The rate of incorporation of leucine or alanine into protein was calculated from the rate of protein synthesis, as calculated using the phenylalanine tracer, and the ratio between leucine and phenylalanine or between alanine and phenylalanine, respectively, in mixed muscle protein. A ratio of 2.4 between leucine and phenylalanine and a ratio of 2.47 between alanine and phenylalanine were used (22). The rate of leucine oxidation was then calculated from the difference between the rate of total utilization of intracellular leucine and the rate at which leucine was used for protein synthesis. The difference between the rate of utilization of intracellular alanine and the rate at which it was used for protein synthesis was taken to represent alanine oxidation plus metabolic conversion. Correspondingly, the rate of appearance from protein breakdown for alanine was calculated from the rate of protein breakdown as calculated using the phenylalanine tracer and the ratio of alanine and phenylalanine in mixed muscle protein (22). The rate of its production was then calculated from the difference between the total rate of appearance of intracellular alanine and the rate at which it was released from protein breakdown.

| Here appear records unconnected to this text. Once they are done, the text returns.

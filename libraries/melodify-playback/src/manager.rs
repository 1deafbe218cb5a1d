//! Playback manager - core orchestration
//!
//! Coordinates the queue, the transport state machine and the device.
//! Everything here runs on one owner; asynchronous duration resolution is
//! handed out as a [`LoadRequest`] and fed back through
//! [`PlaybackManager::complete_load`].

use crate::{
    device::{DeviceDriver, PositionSample},
    error::{PlaybackError, Result},
    events::PlaybackEvent,
    history::RecentlyPlayed,
    queue::Queue,
    shuffle::ShufflePolicy,
    transport::{LoadOutcome, Transport},
    types::{PlaybackConfig, PlaybackSnapshot, PlaybackState, Track},
};
use std::sync::Arc;
use tracing::{debug, info, warn};

/// Duration resolution the owner must run against the device
#[derive(Debug, Clone, PartialEq)]
pub struct LoadRequest {
    /// Must be handed back unchanged to `complete_load`
    pub generation: u64,
    pub track: Track,
}

/// Central playback management
///
/// Orchestrates all playback functionality:
/// - Queue management (circular, with source order kept for unshuffle)
/// - Smart shuffle (recently played tracks kept out of rotation)
/// - Transport state machine (loading/playing/paused/stopped/error)
/// - Position observation (sampler ticks → position, duration, progress)
pub struct PlaybackManager {
    config: PlaybackConfig,
    driver: Arc<dyn DeviceDriver>,

    // State
    transport: Transport,
    queue: Queue,
    position: f64,
    duration: f64,

    // Resolution waiting to be dispatched by the owner
    pending_load: Option<LoadRequest>,

    // Event queue for UI synchronization
    pending_events: Vec<PlaybackEvent>,
}

impl PlaybackManager {
    /// Create new playback manager
    pub fn new(config: PlaybackConfig, driver: Arc<dyn DeviceDriver>) -> Self {
        let queue = Queue::new(ShufflePolicy::from(&config), config.shuffle);
        Self::with_queue(config, driver, queue)
    }

    /// Create a manager whose shuffles are reproducible
    pub fn with_seed(config: PlaybackConfig, driver: Arc<dyn DeviceDriver>, seed: u64) -> Self {
        let queue = Queue::with_seed(ShufflePolicy::from(&config), config.shuffle, seed);
        Self::with_queue(config, driver, queue)
    }

    fn with_queue(config: PlaybackConfig, driver: Arc<dyn DeviceDriver>, queue: Queue) -> Self {
        Self {
            config,
            driver,
            transport: Transport::new(),
            queue,
            position: 0.0,
            duration: 0.0,
            pending_load: None,
            pending_events: Vec::new(),
        }
    }

    // ===== Queue =====

    /// Replace the queue and load the track at `start_index` (clamped)
    ///
    /// An empty list clears the queue without loading anything.
    pub fn set_queue(&mut self, tracks: Vec<Track>, start_index: usize) {
        let to_load = self.queue.set(tracks, start_index).cloned();
        info!(
            tracks = self.queue.len(),
            start_index,
            shuffle = self.queue.is_shuffled(),
            "Queue replaced"
        );
        self.emit(PlaybackEvent::QueueChanged {
            length: self.queue.len(),
        });

        if let Some(track) = to_load {
            self.load_track(track);
        }
    }

    /// Skip to next track, wrapping at the end
    pub fn next(&mut self) {
        if let Some(track) = self.queue.advance().cloned() {
            self.load_track(track);
        }
    }

    /// Go to previous track
    ///
    /// Past the restart threshold this restarts the current track instead,
    /// without touching the queue.
    pub fn previous(&mut self) {
        if self.queue.is_empty() {
            return;
        }

        if self.position > self.config.restart_threshold_secs {
            debug!(position = self.position, "Restarting current track");
            self.seek(0.0);
            self.set_position(0.0);
            return;
        }

        if let Some(track) = self.queue.retreat().cloned() {
            self.load_track(track);
        }
    }

    /// Flip shuffle; the playing track keeps playing either way
    pub fn toggle_shuffle(&mut self) {
        let playing = self.current_track().cloned();
        let enabled = self.queue.toggle_shuffle(playing.as_ref());
        info!(enabled, "Shuffle toggled");
        self.emit(PlaybackEvent::ShuffleChanged { enabled });
    }

    /// Recompute the shuffled order around the current track
    ///
    /// No-op when shuffle is off.
    pub fn reshuffle(&mut self) {
        let playing = self.current_track().cloned();
        self.queue.reshuffle(playing.as_ref());
    }

    // ===== Transport =====

    /// Load a track and start playing once the device resolves it
    ///
    /// A malformed stream reference fails immediately, without entering
    /// `Loading`. Any resolution still in flight is superseded.
    pub fn load_track(&mut self, track: Track) {
        let previous_track_id = self.current_track().map(|t| t.id.clone());
        self.set_position(0.0);
        self.duration = 0.0;

        if url::Url::parse(&track.stream_url).is_err() {
            warn!(track_id = %track.id, url = %track.stream_url, "Rejecting track with invalid URL");
            self.driver.pause();
            self.transport
                .reject(track.clone(), PlaybackError::InvalidSource.to_string());
            self.pending_load = None;
            self.emit_track_changed(track, previous_track_id);
            self.emit_state_changed();
            self.emit(PlaybackEvent::Error {
                message: PlaybackError::InvalidSource.to_string(),
            });
            return;
        }

        let generation = self.transport.begin_load(track.clone());
        info!(track_id = %track.id, title = %track.title, generation, "Loading track");

        self.pending_load = Some(LoadRequest {
            generation,
            track: track.clone(),
        });
        self.emit_track_changed(track, previous_track_id);
        self.emit_state_changed();
    }

    /// Hand out the resolution the owner should run next
    pub fn take_load_request(&mut self) -> Option<LoadRequest> {
        self.pending_load.take()
    }

    /// Apply a finished duration resolution
    ///
    /// Results for a superseded load are discarded.
    pub fn complete_load(&mut self, generation: u64, result: Result<f64>) {
        let duration = result.as_ref().ok().copied();
        let outcome = self.transport.complete_load(
            generation,
            result.map(|_| ()).map_err(|e| resolution_message(&e)),
        );

        match outcome {
            LoadOutcome::Started => {
                self.duration = duration.unwrap_or(0.0).max(0.0);
                info!(generation, duration = self.duration, "Track resolved");
                self.driver.play();
                self.emit_state_changed();
                self.emit_position_update();
            }
            LoadOutcome::Failed(message) => {
                warn!(generation, error = %message, "Track failed to load");
                self.driver.pause();
                self.emit_state_changed();
                self.emit(PlaybackEvent::Error { message });
            }
            LoadOutcome::Stale => {
                debug!(
                    generation,
                    current = self.transport.generation(),
                    "Discarding stale resolution"
                );
            }
        }
    }

    /// Start or resume playback
    ///
    /// A track stopped before it ever resolved is loaded again.
    pub fn play(&mut self) {
        if self.transport.play() {
            self.driver.play();
            self.emit_state_changed();
        } else if let Some(track) = self.transport.unresolved_stop().cloned() {
            debug!(track_id = %track.id, "Reloading track stopped before it resolved");
            self.load_track(track);
        }
    }

    /// Pause playback (only meaningful while playing)
    pub fn pause(&mut self) {
        if self.transport.pause() {
            self.driver.pause();
            self.emit_state_changed();
        }
    }

    /// Stop playback and rewind to the start
    ///
    /// The current track and the queue are kept; `play` starts it again,
    /// through a fresh load if it never resolved.
    pub fn stop(&mut self) {
        self.driver.pause();
        self.driver.seek(0.0);
        self.transport.stop();
        self.pending_load = None;
        self.set_position(0.0);
        self.emit_state_changed();
    }

    pub fn toggle_play_pause(&mut self) {
        if self.transport.is_playing() {
            self.pause();
        } else {
            self.play();
        }
    }

    /// Seek to an absolute position; the caller keeps it in range
    pub fn seek(&mut self, seconds: f64) {
        self.driver.seek(seconds);
    }

    /// Seek to a fraction of the resolved duration
    pub fn seek_to_percent(&mut self, fraction: f64) {
        let fraction = if fraction.is_nan() {
            0.0
        } else {
            fraction.clamp(0.0, 1.0)
        };
        self.seek(fraction * self.duration);
    }

    /// Jump back by the rewind step, not past the start
    pub fn rewind(&mut self) {
        let target = (self.position - self.config.rewind_step_secs).max(0.0);
        self.seek(target);
    }

    // ===== Device notifications =====

    /// Periodic sampler tick
    ///
    /// Ticks without an attached source, or while a load is pending, are
    /// dropped. Never changes the playback state.
    pub fn on_position_sample(&mut self, sample: Option<PositionSample>) {
        let Some(sample) = sample else {
            return;
        };
        if !self.transport.has_source() {
            return;
        }

        if sample.duration > 0.0 {
            self.duration = sample.duration;
        }
        let mut position = sample.position.max(0.0);
        if self.duration > 0.0 {
            position = position.min(self.duration);
        }
        self.set_position(position);
        self.emit_position_update();
    }

    /// Source finished naturally: advance
    pub fn on_end_of_track(&mut self) {
        if !self.transport.is_playing() {
            debug!("Ignoring end of track while not playing");
            return;
        }
        debug!("Track finished, advancing");
        self.next();
    }

    /// Device failed after load; the queue is left intact
    pub fn on_device_failure(&mut self, reason: &str) {
        let message = PlaybackError::DriverFailure(reason.to_string()).to_string();
        if self.transport.fail(message.clone()) {
            warn!(error = %message, "Device failure");
            self.pending_load = None;
            self.emit_state_changed();
            self.emit(PlaybackEvent::Error { message });
        }
    }

    // ===== Observation =====

    pub fn state(&self) -> PlaybackState {
        self.transport.state()
    }

    /// Track loaded (or being loaded) by the transport
    pub fn current_track(&self) -> Option<&Track> {
        self.transport.track()
    }

    pub fn position(&self) -> f64 {
        self.position
    }

    pub fn duration(&self) -> f64 {
        self.duration
    }

    /// position / duration, 0 while the duration is unknown
    pub fn progress(&self) -> f64 {
        if self.duration > 0.0 {
            self.position / self.duration
        } else {
            0.0
        }
    }

    pub fn is_shuffle_enabled(&self) -> bool {
        self.queue.is_shuffled()
    }

    pub fn current_index(&self) -> Option<usize> {
        self.queue.current_index()
    }

    /// Tracks in source order
    pub fn queue(&self) -> &[Track] {
        self.queue.original()
    }

    /// Tracks in traversal order
    pub fn play_order(&self) -> &[Track] {
        self.queue.play_order()
    }

    /// Track at `index` in the play order
    pub fn track_at(&self, index: usize) -> Result<&Track> {
        self.queue
            .get(index)
            .ok_or(PlaybackError::IndexOutOfBounds(index))
    }

    pub fn recently_played(&self) -> &RecentlyPlayed {
        self.queue.recently_played()
    }

    /// Generation of the most recent load or stop
    pub fn load_generation(&self) -> u64 {
        self.transport.generation()
    }

    pub fn config(&self) -> &PlaybackConfig {
        &self.config
    }

    pub fn snapshot(&self) -> PlaybackSnapshot {
        PlaybackSnapshot {
            current_track: self.current_track().cloned(),
            state: self.state(),
            position: self.position,
            duration: self.duration,
            progress: self.progress(),
            shuffle_enabled: self.is_shuffle_enabled(),
            queue_len: self.queue.len(),
            current_index: self.current_index(),
        }
    }

    // ===== Events =====

    /// Drain pending events
    ///
    /// The owner should call this after every operation to forward events
    /// to the UI.
    pub fn drain_events(&mut self) -> Vec<PlaybackEvent> {
        std::mem::take(&mut self.pending_events)
    }

    pub fn has_pending_events(&self) -> bool {
        !self.pending_events.is_empty()
    }

    fn set_position(&mut self, position: f64) {
        self.position = position;
    }

    fn emit(&mut self, event: PlaybackEvent) {
        self.pending_events.push(event);
    }

    fn emit_state_changed(&mut self) {
        let state = self.state();
        self.emit(PlaybackEvent::StateChanged { state });
    }

    fn emit_track_changed(&mut self, track: Track, previous_track_id: Option<String>) {
        self.emit(PlaybackEvent::TrackChanged {
            track,
            previous_track_id,
        });
    }

    fn emit_position_update(&mut self) {
        let event = PlaybackEvent::PositionUpdate {
            position: self.position,
            duration: self.duration,
            progress: self.progress(),
        };
        self.emit(event);
    }
}

/// Text shown for a failed resolution
fn resolution_message(error: &PlaybackError) -> String {
    match error {
        PlaybackError::ResolutionFailure(_) | PlaybackError::InvalidSource => error.to_string(),
        other => PlaybackError::ResolutionFailure(other.to_string()).to_string(),
    }
}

The results for the amino acid kinetics are expressed in nanomoles per minute per 100 ml of leg. The leg mass was measured in eight of the pigs, weighing the surgically removed leg after termination of the study. On average, leg weight constituted 11.59 ± 0.39% (SE) of the total body weight in these animals. Because the animals were of the same breed, age, and thus body weight and the variation in leg mass as a percentage of total body mass was small, this value (11.59% of total body mass) was used to estimate leg mass in the last four pigs.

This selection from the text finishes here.